University of Auckland researchers show what a live beating heart looks like when it’s having a heart attack.
Using computational biomechanics and medical imaging, cardiac mechanics researchers at the Auckland Bioengineering Institute (ABI) have built a dynamic 3D computer model of the two main pumping chambers (ventricles) of the heart. The interactive model shows how the motion of the ventricles is affected by the three most common heart disease scenarios – heart attack, arrhythmia and heart failure.
What’s more, the research team have taken this technology and turned it into a ground-breaking, interactive heart web app currently on show at the Museum of Transport and Technology (MOTAT) as part of the "Brave Hearts: The NZ Cardiac Story" exhibition.
“We designed the app as an educational tool with high school and primary school students in mind,” says Professor Martyn Nash, who leads the team. “Using a touch screen, viewers can spin the model around, open up the virtual heart, and learn what happens to the heart during common disease scenarios.”
The technology underpinning the app is part of a larger research programme at ABI, awarded nearly $5 million from the New Zealand Health Research Council earlier this year, to investigate the pathophysiological mechanisms underlying cardiovascular disease.
“Our goal is to develop new, more specific indices of heart health using personalised biomechanics models that combine medical images and blood pressure measurements,” says Professor Nash. “Heart diagnostics are largely based on some relatively non-specific measures and population statistics. We aim to improve on this using a personalised heart model for a more specific diagnosis, and hence a more effective therapy.

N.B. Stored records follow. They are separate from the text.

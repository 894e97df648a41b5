//! Scalar implementations of the SIMD kernels.
//!
//! These are the reference results the vectorized paths are tested against,
//! and the paths taken for short inputs and on targets without SIMD.

/// Adler-32 modulus: the largest prime below 2^16.
pub const MOD_ADLER: u32 = 65_521;

/// Largest n such that 255n(n+1)/2 + (n+1)(MOD_ADLER-1) fits in u32.
pub const NMAX: usize = 5552;

/// Continue an Adler-32 checksum over `data`.
///
/// `adler` is the value returned by a previous call (1 for a fresh stream).
pub fn adler32(adler: u32, data: &[u8]) -> u32 {
    let mut s1 = adler & 0xFFFF;
    let mut s2 = adler >> 16;

    for chunk in data.chunks(NMAX) {
        let mut blocks = chunk.chunks_exact(16);
        for block in &mut blocks {
            // 16 bytes per step.
            s1 += block[0] as u32;
            s2 += s1;
            s1 += block[1] as u32;
            s2 += s1;
            s1 += block[2] as u32;
            s2 += s1;
            s1 += block[3] as u32;
            s2 += s1;
            s1 += block[4] as u32;
            s2 += s1;
            s1 += block[5] as u32;
            s2 += s1;
            s1 += block[6] as u32;
            s2 += s1;
            s1 += block[7] as u32;
            s2 += s1;
            s1 += block[8] as u32;
            s2 += s1;
            s1 += block[9] as u32;
            s2 += s1;
            s1 += block[10] as u32;
            s2 += s1;
            s1 += block[11] as u32;
            s2 += s1;
            s1 += block[12] as u32;
            s2 += s1;
            s1 += block[13] as u32;
            s2 += s1;
            s1 += block[14] as u32;
            s2 += s1;
            s1 += block[15] as u32;
            s2 += s1;
        }
        for &b in blocks.remainder() {
            s1 += b as u32;
            s2 += s1;
        }
        s1 %= MOD_ADLER;
        s2 %= MOD_ADLER;
    }

    (s2 << 16) | s1
}

/// CRC-32 (ISO-HDLC, reflected 0xEDB88320) lookup table.
const CRC_TABLE: [u32; 256] = {
    let mut table = [0u32; 256];
    let mut i = 0;
    while i < 256 {
        let mut crc = i as u32;
        let mut j = 0;
        while j < 8 {
            if crc & 1 != 0 {
                crc = (crc >> 1) ^ 0xEDB88320;
            } else {
                crc >>= 1;
            }
            j += 1;
        }
        table[i] = crc;
        i += 1;
    }
    table
};

/// Continue a CRC-32 over `data`, one byte at a time.
///
/// `crc` is the value returned by a previous call (0 for a fresh stream);
/// it is complemented on entry and on exit.
pub fn crc32(crc: u32, data: &[u8]) -> u32 {
    let mut c = !crc;
    for &byte in data {
        c = CRC_TABLE[((c ^ byte as u32) & 0xFF) as usize] ^ (c >> 8);
    }
    !c
}

/// Count equal leading bytes of `data[pos1..]` and `data[pos2..]`, up to `max_len`.
#[inline]
pub fn match_length(data: &[u8], pos1: usize, pos2: usize, max_len: usize) -> usize {
    let mut length = 0;

    // Compare 8 bytes at a time using u64
    while length + 8 <= max_len {
        let a = read_u64(data, pos1 + length);
        let b = read_u64(data, pos2 + length);
        if a != b {
            let xor = a ^ b;
            #[cfg(target_endian = "little")]
            {
                length += (xor.trailing_zeros() / 8) as usize;
            }
            #[cfg(target_endian = "big")]
            {
                length += (xor.leading_zeros() / 8) as usize;
            }
            return length;
        }
        length += 8;
    }

    while length < max_len && data[pos1 + length] == data[pos2 + length] {
        length += 1;
    }

    length
}

#[inline(always)]
pub(crate) fn read_u64(data: &[u8], pos: usize) -> u64 {
    let mut bytes = [0u8; 8];
    bytes.copy_from_slice(&data[pos..pos + 8]);
    u64::from_ne_bytes(bytes)
}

“Patients will be able to see the virtual models of their own hearts to help them understand the development of their diseases, why they need to improve their lifestyle choices and how their therapies are helping.”
Auckland Bioengineering Institute’s Cardiac Mechanics Research team is led by Professor Martyn Nash, who is Professor of Biomedical Engineering at ABI and in Engineering Science. For the research programme funded by the Health Research Council, Martyn collaborates with co-leader Professor Alistair Young, a medical imaging expert, and National Heart Foundation Professor of Heart Health, Rob Doughty – both from the Faculty of Medical and Health Sciences (FMHS). The other collaborators on the programme are: Professor Peter Ruygrok, Associate Professor Malcolm Legget and Dr Kat Gilbert (FMHS), and Ms Jenny Wang and Dr Vicky Wang (Heart Foundation Research Fellow) from the ABI.